§ Exercise goal: Go line by line through the records below. Copy whichever lines contain the string "StatusCode".

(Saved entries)
⟨
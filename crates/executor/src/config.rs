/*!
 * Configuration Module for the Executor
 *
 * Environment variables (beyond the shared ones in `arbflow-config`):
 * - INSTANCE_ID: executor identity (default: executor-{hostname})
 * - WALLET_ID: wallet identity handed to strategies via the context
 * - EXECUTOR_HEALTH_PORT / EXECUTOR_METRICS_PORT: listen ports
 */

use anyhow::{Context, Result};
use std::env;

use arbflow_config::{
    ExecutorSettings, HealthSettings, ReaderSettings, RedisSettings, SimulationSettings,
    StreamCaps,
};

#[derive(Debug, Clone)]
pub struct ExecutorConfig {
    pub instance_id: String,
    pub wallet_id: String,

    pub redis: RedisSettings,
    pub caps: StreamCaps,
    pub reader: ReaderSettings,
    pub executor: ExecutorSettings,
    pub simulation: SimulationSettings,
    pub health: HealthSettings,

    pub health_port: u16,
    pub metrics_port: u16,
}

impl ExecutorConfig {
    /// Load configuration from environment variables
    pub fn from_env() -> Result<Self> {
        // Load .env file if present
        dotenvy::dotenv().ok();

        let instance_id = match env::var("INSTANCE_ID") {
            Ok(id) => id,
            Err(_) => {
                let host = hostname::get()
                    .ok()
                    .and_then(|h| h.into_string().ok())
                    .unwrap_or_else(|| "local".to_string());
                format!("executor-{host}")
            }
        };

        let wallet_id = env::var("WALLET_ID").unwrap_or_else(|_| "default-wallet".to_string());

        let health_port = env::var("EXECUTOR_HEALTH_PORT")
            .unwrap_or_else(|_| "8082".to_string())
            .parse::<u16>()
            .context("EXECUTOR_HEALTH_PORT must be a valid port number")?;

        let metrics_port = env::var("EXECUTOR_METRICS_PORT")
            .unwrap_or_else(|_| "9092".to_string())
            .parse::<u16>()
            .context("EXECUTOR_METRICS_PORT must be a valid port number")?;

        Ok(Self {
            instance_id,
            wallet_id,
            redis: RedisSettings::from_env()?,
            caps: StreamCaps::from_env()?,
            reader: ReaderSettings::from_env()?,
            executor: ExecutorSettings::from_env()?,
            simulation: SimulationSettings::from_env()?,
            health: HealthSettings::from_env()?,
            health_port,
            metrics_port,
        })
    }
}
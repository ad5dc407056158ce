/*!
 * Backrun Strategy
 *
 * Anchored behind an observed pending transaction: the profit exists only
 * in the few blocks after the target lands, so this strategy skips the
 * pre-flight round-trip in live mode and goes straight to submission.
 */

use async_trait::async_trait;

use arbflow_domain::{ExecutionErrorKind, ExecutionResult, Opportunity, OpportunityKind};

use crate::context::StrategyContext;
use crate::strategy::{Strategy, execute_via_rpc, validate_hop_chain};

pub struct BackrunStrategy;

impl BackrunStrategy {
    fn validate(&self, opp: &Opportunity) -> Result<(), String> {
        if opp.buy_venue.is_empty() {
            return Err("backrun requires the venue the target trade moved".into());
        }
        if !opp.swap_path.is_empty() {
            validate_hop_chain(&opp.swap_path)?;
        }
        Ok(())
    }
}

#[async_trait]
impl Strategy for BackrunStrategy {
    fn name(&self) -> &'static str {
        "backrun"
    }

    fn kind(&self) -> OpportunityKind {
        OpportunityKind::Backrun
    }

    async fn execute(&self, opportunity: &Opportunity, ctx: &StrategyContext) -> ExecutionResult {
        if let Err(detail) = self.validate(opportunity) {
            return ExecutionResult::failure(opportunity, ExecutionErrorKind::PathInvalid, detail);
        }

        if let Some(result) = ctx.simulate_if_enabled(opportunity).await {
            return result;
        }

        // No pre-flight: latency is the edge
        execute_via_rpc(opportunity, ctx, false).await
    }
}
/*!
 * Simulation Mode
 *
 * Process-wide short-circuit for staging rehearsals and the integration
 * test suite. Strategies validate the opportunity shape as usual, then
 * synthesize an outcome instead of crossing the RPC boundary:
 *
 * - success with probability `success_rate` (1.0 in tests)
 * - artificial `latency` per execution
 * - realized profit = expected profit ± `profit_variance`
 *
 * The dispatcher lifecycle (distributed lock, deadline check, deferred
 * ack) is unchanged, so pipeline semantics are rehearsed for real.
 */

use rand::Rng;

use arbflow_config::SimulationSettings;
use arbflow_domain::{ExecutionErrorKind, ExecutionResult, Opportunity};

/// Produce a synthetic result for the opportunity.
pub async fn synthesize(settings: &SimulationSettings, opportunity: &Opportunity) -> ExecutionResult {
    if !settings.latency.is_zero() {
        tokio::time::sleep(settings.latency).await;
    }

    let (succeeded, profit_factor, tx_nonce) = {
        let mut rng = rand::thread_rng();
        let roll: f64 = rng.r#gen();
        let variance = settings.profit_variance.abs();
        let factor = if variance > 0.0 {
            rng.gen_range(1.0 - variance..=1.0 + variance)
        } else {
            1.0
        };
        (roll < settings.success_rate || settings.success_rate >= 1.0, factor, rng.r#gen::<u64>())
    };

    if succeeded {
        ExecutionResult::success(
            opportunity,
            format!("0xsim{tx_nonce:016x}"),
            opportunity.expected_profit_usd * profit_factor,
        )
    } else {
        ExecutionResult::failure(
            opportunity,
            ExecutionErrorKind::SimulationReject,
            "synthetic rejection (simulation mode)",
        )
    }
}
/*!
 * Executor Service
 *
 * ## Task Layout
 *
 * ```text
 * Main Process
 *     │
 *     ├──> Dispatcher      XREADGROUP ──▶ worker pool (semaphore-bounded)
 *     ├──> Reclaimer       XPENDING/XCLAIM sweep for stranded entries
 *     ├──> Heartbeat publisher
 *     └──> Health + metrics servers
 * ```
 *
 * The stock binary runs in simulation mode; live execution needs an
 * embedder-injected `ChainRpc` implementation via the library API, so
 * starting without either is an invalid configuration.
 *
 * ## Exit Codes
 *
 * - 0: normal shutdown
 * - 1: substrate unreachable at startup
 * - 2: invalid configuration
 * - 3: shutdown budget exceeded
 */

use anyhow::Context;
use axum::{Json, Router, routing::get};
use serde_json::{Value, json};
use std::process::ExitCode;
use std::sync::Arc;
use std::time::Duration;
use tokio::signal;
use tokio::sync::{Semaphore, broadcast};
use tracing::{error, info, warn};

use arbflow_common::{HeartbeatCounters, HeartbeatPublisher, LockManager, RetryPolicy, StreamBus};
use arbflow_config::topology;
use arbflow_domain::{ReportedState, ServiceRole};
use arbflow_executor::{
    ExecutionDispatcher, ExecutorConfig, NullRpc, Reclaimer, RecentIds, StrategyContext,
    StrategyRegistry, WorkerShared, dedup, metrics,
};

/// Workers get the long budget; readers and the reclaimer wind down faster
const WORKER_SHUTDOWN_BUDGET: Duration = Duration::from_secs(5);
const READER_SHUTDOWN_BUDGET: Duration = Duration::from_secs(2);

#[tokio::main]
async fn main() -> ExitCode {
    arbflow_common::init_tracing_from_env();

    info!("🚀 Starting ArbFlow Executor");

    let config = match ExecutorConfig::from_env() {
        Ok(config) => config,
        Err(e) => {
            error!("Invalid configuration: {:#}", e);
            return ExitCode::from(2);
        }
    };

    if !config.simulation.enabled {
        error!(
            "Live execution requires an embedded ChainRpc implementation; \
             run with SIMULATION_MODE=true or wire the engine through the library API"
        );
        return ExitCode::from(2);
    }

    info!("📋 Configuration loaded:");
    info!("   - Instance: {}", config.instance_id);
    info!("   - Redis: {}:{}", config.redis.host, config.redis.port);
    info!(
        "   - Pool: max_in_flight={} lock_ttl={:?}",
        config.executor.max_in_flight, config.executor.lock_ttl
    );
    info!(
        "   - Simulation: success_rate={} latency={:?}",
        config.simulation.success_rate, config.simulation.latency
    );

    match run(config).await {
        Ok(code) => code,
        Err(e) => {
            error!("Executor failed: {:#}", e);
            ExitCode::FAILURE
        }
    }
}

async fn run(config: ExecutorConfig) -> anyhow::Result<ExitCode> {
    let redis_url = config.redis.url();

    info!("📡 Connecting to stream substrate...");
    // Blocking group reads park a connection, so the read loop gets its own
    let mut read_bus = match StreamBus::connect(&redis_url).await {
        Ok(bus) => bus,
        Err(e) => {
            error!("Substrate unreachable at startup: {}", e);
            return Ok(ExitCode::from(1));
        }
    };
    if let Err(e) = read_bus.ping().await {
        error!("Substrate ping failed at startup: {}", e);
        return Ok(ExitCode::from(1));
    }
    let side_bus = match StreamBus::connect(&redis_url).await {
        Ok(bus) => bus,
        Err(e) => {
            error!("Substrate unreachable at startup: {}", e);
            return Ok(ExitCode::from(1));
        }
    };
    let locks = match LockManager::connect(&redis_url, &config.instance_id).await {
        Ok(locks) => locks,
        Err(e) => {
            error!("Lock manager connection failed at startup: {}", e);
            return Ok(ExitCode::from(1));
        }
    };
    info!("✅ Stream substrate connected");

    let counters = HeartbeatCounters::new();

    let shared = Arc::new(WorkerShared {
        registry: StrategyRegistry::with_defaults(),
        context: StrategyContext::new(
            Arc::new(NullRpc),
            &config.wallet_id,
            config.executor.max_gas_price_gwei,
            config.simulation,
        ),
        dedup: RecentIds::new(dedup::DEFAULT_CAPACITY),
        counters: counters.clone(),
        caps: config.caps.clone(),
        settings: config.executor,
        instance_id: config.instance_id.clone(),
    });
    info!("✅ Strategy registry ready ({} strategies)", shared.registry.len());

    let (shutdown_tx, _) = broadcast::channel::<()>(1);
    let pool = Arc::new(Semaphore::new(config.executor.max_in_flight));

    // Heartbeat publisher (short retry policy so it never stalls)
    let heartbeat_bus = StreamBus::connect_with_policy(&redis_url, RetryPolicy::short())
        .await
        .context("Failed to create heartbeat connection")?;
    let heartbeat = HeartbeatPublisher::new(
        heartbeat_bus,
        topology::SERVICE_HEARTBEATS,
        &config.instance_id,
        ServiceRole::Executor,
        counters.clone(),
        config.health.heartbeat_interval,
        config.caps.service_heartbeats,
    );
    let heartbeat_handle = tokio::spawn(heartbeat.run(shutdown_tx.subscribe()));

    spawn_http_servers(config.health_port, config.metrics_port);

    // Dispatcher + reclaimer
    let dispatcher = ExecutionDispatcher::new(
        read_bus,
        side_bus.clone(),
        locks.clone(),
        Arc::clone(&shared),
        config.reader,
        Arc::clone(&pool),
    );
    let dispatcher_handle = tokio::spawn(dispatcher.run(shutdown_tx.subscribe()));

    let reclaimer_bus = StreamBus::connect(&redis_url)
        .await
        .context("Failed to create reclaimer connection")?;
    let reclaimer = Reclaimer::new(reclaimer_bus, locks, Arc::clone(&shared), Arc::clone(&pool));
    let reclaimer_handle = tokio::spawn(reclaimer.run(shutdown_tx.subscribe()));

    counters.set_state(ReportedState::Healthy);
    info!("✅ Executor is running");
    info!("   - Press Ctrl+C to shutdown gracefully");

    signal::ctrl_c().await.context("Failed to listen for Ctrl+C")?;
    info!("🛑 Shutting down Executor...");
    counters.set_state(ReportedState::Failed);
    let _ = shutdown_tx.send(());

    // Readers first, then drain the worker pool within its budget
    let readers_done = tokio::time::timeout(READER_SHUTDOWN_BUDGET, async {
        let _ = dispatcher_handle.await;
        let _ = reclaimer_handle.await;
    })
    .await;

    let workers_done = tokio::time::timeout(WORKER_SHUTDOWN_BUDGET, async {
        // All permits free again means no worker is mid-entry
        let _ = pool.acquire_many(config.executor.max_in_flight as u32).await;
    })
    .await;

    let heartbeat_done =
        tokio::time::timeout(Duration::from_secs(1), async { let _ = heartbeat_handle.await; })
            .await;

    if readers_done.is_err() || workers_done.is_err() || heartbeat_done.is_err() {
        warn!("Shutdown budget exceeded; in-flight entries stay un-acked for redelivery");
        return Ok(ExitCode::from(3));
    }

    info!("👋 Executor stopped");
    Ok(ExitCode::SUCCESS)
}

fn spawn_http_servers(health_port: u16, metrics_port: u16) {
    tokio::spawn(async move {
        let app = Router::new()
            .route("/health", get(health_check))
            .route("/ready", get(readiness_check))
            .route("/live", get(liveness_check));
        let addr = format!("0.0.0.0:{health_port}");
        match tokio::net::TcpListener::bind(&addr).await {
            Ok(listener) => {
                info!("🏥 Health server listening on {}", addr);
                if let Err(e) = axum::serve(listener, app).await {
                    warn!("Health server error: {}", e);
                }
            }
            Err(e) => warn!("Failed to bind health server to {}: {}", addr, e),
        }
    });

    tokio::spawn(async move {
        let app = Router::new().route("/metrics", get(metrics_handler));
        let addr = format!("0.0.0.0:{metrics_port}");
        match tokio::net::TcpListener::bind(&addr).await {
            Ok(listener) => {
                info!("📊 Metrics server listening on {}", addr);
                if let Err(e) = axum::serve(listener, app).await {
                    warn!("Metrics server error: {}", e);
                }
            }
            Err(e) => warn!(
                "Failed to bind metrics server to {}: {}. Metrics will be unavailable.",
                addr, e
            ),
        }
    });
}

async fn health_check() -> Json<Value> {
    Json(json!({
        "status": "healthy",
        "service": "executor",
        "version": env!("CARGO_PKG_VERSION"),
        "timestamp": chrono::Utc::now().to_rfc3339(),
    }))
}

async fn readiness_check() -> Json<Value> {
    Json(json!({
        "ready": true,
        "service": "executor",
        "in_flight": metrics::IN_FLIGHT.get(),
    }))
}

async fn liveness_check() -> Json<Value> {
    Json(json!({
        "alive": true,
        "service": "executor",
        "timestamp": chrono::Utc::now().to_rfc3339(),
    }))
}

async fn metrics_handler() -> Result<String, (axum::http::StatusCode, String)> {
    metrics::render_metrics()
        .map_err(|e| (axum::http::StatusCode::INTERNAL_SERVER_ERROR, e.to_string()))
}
⟩
§ Written solution:
async fn metrics_handler() -> Result<String, (axum::http::StatusCode, String)> {
        .map_err(|e| (axum::http::StatusCode::INTERNAL_SERVER_ERROR, e.to_string()))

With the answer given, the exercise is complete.